* _What the task asks_:
Select from the data all lines with the word "SPRING".

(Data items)
*-*-*

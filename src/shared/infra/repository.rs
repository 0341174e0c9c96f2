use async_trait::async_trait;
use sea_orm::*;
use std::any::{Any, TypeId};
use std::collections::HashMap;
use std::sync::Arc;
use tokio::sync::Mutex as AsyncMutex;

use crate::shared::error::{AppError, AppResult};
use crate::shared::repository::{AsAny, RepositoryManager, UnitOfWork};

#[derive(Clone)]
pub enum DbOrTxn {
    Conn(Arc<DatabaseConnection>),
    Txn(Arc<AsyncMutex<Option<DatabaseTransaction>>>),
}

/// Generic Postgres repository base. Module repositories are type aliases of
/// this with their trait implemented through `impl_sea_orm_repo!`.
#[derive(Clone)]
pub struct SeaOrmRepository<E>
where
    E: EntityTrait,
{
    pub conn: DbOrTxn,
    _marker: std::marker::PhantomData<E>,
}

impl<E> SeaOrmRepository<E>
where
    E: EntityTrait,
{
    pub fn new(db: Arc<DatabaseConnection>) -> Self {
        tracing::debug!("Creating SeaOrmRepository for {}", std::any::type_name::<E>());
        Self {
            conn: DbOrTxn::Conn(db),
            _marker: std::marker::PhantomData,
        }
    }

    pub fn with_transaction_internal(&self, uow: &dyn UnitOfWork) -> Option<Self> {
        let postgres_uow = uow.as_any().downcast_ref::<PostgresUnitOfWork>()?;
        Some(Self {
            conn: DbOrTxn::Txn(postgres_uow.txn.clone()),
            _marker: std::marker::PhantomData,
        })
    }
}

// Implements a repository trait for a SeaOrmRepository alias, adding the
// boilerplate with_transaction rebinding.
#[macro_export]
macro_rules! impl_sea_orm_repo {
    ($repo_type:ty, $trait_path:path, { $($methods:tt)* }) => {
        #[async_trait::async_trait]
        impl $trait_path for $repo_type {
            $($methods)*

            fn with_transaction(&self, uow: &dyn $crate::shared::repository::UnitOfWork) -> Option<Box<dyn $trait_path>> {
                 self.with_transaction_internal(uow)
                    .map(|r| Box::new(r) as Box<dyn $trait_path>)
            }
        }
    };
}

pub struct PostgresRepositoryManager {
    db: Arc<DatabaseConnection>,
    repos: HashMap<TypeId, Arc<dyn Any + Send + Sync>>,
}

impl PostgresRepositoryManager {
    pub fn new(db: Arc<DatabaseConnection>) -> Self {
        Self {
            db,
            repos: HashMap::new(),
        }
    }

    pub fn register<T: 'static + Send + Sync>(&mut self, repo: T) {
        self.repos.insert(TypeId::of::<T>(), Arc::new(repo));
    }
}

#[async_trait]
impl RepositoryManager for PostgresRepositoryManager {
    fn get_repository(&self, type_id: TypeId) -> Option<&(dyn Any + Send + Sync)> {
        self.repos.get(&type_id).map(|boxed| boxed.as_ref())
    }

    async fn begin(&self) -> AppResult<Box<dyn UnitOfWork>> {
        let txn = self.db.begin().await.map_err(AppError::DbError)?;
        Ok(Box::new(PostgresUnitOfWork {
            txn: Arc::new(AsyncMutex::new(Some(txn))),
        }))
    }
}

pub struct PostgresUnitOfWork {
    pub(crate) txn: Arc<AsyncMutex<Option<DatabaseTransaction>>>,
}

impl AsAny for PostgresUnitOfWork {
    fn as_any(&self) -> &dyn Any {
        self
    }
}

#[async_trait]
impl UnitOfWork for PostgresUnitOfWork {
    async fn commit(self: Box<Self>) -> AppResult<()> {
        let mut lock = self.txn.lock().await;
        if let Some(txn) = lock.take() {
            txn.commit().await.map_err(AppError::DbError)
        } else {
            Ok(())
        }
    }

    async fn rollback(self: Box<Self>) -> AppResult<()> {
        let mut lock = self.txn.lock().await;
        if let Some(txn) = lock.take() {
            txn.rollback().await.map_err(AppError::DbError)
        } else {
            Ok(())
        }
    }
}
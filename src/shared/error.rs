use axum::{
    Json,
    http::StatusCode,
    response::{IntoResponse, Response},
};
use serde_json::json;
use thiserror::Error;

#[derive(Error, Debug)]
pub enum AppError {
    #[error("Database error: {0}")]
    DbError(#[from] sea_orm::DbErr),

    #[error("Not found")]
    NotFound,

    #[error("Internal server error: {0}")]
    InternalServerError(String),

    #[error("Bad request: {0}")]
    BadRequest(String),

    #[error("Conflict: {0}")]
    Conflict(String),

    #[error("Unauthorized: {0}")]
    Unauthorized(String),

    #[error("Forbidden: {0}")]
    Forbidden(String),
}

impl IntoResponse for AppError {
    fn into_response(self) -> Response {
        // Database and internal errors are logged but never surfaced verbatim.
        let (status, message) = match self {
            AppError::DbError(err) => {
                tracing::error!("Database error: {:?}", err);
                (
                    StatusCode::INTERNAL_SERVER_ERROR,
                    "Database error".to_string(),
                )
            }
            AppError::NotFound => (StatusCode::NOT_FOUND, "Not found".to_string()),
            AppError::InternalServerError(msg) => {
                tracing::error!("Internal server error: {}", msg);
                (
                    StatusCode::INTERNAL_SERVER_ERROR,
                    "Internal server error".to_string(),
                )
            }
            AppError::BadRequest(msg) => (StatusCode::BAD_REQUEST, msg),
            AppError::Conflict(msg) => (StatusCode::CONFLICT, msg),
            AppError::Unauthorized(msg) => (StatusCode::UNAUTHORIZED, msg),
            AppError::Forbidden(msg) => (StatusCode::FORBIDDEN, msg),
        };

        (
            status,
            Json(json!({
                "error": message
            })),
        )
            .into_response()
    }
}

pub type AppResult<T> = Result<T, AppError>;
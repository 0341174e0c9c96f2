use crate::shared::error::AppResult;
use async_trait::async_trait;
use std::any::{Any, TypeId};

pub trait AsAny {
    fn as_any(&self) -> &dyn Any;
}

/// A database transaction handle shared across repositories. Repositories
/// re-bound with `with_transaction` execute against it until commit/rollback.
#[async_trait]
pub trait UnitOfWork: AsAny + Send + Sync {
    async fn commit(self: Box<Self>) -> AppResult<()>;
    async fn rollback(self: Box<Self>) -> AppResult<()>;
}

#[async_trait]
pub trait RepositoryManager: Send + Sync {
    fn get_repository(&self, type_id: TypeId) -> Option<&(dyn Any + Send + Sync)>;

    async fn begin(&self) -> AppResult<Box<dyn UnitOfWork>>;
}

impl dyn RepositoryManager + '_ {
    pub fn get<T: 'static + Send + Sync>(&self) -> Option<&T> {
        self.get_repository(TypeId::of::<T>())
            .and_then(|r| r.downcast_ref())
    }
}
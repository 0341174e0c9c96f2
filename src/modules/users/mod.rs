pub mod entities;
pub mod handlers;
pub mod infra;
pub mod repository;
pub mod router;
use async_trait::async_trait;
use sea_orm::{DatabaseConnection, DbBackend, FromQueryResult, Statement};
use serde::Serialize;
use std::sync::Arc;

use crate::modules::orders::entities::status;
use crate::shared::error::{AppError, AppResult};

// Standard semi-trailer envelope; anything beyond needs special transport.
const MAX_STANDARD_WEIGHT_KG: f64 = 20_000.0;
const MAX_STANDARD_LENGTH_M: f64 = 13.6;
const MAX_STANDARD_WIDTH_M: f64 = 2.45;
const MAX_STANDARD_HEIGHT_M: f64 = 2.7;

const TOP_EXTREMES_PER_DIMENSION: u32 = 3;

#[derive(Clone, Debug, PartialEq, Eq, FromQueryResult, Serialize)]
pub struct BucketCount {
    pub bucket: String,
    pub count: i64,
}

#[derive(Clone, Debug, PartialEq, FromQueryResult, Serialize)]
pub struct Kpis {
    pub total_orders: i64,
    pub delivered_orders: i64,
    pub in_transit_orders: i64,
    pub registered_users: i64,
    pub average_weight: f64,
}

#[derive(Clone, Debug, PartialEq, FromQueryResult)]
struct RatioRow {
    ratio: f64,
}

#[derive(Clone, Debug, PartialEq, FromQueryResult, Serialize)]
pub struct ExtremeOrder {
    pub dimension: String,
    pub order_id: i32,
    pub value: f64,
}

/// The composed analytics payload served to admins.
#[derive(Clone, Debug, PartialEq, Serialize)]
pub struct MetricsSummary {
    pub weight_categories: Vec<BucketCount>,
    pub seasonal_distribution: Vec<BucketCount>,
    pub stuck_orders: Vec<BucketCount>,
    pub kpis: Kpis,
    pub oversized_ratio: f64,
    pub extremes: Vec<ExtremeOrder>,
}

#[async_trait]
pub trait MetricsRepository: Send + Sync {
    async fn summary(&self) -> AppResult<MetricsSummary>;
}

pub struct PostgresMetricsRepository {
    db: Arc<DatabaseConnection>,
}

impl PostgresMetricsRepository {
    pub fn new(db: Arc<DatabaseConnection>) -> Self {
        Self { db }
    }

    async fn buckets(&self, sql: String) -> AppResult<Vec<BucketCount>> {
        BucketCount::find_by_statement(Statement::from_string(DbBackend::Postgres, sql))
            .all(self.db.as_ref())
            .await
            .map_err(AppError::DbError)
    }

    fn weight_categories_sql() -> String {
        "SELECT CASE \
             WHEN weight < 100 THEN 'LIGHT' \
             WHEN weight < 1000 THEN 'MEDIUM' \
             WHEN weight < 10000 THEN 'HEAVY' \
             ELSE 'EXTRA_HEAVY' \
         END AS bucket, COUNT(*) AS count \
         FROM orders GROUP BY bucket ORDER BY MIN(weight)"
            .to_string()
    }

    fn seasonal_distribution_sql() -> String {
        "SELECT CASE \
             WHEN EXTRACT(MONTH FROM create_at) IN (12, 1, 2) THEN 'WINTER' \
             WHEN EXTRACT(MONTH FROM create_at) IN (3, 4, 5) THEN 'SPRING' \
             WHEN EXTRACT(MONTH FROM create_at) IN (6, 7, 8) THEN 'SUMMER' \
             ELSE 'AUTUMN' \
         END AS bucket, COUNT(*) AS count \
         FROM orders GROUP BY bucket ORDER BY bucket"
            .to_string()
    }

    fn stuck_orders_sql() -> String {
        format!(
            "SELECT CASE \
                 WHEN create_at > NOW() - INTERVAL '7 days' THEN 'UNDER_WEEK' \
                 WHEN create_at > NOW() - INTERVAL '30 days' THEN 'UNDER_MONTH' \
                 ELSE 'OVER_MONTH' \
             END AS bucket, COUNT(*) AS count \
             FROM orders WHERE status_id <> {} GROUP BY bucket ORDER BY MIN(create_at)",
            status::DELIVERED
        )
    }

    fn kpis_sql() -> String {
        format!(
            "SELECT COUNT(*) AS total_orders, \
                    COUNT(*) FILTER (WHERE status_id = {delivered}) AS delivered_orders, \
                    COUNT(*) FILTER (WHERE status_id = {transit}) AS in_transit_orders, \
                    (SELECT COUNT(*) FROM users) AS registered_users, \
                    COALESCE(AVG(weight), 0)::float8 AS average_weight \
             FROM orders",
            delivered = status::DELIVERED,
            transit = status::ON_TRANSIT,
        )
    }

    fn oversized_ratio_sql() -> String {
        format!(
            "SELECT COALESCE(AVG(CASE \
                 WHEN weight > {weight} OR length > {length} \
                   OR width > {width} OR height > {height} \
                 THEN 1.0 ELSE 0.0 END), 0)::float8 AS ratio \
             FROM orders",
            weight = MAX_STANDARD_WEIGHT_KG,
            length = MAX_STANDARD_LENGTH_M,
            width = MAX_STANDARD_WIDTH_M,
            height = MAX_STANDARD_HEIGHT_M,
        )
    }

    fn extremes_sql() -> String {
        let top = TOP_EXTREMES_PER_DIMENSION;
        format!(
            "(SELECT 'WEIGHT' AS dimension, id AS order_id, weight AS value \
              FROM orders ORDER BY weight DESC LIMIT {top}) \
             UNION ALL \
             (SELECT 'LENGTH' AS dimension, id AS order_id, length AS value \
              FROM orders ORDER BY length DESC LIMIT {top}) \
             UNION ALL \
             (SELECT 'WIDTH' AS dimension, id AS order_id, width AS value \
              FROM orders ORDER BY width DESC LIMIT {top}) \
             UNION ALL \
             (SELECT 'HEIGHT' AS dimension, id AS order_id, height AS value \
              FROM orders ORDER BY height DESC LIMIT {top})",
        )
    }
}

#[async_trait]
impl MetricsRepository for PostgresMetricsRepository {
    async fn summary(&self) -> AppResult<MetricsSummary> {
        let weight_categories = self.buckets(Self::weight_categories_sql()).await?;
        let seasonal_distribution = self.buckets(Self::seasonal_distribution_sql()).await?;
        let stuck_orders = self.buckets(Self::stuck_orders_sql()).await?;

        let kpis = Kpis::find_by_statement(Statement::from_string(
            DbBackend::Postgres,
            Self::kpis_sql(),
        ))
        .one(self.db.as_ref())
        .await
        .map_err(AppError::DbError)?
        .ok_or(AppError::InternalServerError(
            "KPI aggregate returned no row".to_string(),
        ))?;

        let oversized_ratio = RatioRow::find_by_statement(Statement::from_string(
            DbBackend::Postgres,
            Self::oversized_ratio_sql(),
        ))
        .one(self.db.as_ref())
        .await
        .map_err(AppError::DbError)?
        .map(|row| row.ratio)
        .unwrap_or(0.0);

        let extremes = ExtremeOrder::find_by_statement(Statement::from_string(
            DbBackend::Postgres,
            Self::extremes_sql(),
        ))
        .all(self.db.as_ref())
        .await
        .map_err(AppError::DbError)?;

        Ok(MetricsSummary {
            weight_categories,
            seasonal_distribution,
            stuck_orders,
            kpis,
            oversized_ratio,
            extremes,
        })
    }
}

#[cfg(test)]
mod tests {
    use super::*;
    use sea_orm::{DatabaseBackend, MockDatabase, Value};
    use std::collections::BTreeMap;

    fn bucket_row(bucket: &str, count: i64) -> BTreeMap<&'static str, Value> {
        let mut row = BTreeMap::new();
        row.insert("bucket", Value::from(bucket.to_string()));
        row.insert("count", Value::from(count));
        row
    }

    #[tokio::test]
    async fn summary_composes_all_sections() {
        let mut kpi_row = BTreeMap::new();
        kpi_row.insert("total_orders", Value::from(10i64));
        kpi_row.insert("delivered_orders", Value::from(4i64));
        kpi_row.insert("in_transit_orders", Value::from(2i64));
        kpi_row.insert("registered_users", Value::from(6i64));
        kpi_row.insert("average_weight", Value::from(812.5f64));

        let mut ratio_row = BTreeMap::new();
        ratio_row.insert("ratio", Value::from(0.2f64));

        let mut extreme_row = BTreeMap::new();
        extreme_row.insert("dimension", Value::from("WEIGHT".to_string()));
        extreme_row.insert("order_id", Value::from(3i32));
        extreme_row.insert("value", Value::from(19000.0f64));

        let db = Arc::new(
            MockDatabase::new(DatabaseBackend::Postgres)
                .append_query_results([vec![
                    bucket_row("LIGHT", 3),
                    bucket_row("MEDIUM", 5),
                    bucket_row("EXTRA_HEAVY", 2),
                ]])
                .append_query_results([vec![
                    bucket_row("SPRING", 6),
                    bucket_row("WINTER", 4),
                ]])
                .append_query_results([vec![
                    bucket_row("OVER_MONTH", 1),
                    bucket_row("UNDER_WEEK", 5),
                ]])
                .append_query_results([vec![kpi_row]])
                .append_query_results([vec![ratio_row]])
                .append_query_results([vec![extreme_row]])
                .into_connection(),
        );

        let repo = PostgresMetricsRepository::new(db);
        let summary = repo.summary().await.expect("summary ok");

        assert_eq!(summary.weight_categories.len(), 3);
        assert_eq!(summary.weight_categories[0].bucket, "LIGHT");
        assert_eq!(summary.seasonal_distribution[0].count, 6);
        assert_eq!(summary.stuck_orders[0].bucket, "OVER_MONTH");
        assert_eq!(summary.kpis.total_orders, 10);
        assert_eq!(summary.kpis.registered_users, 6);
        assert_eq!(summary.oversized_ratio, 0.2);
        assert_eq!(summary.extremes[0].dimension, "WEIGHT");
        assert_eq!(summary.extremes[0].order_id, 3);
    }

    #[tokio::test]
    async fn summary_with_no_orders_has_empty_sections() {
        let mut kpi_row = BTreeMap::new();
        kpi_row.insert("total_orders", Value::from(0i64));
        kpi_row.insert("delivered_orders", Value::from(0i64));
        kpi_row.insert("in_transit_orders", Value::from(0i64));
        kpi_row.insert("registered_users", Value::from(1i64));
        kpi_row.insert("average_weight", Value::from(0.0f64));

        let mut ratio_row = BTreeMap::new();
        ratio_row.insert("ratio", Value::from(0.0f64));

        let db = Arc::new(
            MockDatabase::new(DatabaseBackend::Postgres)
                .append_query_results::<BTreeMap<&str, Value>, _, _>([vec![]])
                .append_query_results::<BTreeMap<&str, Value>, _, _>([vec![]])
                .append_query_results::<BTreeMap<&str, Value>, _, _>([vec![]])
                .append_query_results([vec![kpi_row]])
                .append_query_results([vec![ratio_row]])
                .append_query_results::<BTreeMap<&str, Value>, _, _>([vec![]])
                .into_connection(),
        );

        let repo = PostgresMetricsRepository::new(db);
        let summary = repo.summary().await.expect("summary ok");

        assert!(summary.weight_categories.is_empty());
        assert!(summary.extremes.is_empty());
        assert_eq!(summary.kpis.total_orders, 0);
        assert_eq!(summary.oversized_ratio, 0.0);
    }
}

*-*-*

* _Task solution_:
             WHEN EXTRACT(MONTH FROM create_at) IN (3, 4, 5) THEN 'SPRING' \
                    bucket_row("SPRING", 6),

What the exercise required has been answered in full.